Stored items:
--------
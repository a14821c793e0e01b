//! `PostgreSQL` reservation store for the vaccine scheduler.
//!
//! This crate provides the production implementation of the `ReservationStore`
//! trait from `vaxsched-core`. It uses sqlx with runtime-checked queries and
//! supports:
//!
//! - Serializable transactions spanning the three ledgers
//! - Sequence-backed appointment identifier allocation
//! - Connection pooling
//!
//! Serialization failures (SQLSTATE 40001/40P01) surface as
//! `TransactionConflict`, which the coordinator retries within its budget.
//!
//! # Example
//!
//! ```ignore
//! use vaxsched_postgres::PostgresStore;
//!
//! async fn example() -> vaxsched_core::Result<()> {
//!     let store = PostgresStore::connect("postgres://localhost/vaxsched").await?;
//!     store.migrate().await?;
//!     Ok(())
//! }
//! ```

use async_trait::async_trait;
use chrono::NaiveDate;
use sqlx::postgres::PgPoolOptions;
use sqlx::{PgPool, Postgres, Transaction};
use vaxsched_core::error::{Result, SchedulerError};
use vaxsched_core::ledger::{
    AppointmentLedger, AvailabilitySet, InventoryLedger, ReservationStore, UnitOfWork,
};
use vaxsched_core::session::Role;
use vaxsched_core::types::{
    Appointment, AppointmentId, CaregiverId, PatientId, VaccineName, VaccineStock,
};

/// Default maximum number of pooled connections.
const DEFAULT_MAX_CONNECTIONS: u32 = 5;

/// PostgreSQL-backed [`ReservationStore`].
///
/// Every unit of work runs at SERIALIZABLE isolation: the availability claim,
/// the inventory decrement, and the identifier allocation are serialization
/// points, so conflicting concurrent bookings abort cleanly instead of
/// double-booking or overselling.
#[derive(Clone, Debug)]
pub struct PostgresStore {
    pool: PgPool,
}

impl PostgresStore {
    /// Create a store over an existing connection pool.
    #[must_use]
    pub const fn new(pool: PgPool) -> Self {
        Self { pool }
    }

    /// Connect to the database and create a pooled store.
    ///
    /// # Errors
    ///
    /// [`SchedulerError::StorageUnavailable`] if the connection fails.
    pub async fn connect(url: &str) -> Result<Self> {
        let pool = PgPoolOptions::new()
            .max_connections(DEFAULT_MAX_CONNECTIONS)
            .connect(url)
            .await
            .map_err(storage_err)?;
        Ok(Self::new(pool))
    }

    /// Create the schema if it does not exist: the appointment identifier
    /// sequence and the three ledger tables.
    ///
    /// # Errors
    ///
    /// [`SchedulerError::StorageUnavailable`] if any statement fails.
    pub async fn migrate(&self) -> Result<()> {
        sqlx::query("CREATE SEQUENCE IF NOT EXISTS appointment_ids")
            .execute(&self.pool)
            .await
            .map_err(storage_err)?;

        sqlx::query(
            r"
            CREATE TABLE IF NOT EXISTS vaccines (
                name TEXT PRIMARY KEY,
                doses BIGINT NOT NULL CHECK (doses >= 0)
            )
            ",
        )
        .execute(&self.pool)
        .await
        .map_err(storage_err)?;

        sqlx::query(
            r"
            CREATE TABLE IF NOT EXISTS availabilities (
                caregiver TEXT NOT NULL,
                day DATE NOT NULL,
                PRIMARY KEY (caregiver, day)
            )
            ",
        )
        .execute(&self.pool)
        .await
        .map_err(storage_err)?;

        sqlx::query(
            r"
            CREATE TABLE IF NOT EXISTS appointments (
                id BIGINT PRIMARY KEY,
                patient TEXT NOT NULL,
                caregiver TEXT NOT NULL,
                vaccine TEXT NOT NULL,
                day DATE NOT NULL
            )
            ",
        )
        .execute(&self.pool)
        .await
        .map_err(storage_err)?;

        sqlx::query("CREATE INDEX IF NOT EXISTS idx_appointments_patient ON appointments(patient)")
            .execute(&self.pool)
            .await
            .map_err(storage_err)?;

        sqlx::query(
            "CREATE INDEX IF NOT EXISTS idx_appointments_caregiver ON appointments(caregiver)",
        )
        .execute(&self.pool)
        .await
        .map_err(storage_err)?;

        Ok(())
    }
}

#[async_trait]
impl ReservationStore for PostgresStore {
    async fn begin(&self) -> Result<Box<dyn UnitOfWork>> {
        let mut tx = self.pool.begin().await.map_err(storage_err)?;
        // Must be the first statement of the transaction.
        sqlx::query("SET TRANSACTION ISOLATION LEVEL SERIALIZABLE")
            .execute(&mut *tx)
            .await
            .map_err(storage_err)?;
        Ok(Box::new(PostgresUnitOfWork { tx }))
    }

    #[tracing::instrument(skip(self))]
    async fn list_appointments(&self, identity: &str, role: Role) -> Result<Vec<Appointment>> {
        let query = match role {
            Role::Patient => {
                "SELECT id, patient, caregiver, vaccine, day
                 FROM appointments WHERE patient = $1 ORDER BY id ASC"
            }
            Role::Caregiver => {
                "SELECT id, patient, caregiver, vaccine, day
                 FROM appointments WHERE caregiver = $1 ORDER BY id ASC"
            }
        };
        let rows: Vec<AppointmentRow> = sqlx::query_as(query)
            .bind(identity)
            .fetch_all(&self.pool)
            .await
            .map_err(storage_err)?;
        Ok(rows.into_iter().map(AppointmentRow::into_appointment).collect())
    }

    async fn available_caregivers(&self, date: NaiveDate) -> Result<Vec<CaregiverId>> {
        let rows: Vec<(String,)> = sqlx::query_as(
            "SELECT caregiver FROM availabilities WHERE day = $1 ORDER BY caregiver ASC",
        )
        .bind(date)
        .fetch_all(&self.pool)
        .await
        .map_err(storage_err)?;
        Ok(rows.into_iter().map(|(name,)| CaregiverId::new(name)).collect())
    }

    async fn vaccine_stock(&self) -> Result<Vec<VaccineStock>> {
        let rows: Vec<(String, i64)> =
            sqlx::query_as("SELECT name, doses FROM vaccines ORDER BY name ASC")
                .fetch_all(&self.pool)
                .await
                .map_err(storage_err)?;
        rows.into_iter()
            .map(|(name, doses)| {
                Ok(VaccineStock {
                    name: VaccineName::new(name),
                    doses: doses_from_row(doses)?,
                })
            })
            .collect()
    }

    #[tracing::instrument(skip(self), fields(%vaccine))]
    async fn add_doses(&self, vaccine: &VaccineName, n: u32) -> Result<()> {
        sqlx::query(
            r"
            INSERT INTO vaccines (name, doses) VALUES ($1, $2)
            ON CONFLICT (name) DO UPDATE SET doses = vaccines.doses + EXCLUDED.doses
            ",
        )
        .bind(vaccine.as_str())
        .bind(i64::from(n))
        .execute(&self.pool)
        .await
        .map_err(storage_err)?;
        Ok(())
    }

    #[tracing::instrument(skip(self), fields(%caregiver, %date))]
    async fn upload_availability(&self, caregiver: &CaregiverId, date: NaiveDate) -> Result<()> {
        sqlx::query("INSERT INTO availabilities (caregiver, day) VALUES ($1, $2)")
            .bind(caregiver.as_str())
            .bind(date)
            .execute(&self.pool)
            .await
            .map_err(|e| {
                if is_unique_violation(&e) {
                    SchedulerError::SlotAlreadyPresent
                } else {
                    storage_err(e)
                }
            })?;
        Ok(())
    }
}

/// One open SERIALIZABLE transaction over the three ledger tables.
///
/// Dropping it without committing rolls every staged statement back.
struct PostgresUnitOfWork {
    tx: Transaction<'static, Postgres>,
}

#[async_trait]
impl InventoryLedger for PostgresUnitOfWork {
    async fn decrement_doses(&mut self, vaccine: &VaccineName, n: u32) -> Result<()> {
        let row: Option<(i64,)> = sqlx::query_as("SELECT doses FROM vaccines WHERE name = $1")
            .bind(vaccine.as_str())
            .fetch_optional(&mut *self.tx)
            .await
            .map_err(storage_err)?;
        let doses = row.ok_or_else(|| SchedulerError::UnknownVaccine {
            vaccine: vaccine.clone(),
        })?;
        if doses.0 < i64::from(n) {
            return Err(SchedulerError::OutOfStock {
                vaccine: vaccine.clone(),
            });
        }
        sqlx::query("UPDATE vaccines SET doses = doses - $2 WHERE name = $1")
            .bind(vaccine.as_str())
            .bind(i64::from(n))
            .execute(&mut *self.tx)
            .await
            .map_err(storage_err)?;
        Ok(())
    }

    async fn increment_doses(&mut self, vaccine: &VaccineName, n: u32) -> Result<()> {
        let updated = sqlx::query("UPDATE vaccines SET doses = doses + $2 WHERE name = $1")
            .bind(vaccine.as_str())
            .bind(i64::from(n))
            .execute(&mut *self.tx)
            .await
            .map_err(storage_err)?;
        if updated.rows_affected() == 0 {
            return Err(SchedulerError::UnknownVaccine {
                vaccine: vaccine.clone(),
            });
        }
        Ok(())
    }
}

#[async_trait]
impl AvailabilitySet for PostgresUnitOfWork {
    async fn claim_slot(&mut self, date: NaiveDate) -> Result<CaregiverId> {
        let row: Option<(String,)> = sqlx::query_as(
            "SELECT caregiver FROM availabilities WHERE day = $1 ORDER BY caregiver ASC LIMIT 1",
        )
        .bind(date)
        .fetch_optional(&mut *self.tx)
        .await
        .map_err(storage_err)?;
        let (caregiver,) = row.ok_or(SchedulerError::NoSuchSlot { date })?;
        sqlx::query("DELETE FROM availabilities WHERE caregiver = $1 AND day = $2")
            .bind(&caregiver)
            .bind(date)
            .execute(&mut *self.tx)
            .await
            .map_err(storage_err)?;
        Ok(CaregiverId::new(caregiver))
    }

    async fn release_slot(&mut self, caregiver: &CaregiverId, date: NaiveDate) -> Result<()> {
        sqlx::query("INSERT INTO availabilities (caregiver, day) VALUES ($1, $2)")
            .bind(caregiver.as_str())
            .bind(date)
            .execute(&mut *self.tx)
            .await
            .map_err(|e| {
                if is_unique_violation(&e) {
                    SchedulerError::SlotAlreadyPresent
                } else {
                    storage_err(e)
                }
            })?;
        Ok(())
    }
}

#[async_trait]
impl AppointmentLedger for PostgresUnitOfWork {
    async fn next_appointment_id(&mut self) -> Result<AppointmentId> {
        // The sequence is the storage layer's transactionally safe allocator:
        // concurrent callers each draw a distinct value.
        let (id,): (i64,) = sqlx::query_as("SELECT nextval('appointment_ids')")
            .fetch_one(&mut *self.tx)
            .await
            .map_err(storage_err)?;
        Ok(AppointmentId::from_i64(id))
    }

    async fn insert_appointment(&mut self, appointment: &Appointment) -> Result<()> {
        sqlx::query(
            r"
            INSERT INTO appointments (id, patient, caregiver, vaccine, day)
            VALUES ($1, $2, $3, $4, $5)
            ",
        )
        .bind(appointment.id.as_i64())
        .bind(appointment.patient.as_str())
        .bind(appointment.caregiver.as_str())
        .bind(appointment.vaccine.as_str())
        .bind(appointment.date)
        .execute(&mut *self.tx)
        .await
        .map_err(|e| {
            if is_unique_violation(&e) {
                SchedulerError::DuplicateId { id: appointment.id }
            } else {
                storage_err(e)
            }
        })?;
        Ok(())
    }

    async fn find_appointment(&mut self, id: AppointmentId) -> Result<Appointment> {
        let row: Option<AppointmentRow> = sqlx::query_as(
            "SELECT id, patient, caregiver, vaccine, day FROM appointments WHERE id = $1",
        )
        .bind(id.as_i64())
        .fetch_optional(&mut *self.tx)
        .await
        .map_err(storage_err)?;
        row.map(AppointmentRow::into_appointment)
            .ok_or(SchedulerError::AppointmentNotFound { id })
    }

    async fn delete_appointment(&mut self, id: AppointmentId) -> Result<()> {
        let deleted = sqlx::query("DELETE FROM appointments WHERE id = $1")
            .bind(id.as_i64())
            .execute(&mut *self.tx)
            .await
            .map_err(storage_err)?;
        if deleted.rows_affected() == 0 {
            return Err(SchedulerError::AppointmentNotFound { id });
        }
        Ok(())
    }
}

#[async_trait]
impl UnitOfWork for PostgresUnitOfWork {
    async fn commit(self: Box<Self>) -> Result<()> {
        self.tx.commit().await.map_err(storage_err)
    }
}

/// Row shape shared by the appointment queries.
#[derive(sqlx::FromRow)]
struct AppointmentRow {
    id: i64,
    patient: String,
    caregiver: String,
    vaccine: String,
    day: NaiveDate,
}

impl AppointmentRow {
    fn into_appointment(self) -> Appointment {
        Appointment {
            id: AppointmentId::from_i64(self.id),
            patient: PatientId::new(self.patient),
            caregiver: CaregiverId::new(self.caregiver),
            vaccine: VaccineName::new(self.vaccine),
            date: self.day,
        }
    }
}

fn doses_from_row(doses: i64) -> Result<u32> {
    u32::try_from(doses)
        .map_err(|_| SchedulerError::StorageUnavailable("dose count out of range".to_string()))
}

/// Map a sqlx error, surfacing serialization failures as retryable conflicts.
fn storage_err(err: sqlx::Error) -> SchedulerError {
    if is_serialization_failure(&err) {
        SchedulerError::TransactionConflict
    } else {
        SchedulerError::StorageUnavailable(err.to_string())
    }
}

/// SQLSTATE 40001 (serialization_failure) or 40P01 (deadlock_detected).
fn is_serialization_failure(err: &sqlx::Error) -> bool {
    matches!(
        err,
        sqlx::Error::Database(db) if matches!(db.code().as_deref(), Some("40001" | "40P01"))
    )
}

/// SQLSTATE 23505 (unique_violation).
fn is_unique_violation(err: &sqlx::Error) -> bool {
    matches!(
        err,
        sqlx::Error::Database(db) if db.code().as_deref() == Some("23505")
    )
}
--------
Only a number is wanted here: the count of lines above that hold the word "AppointmentLedger".

2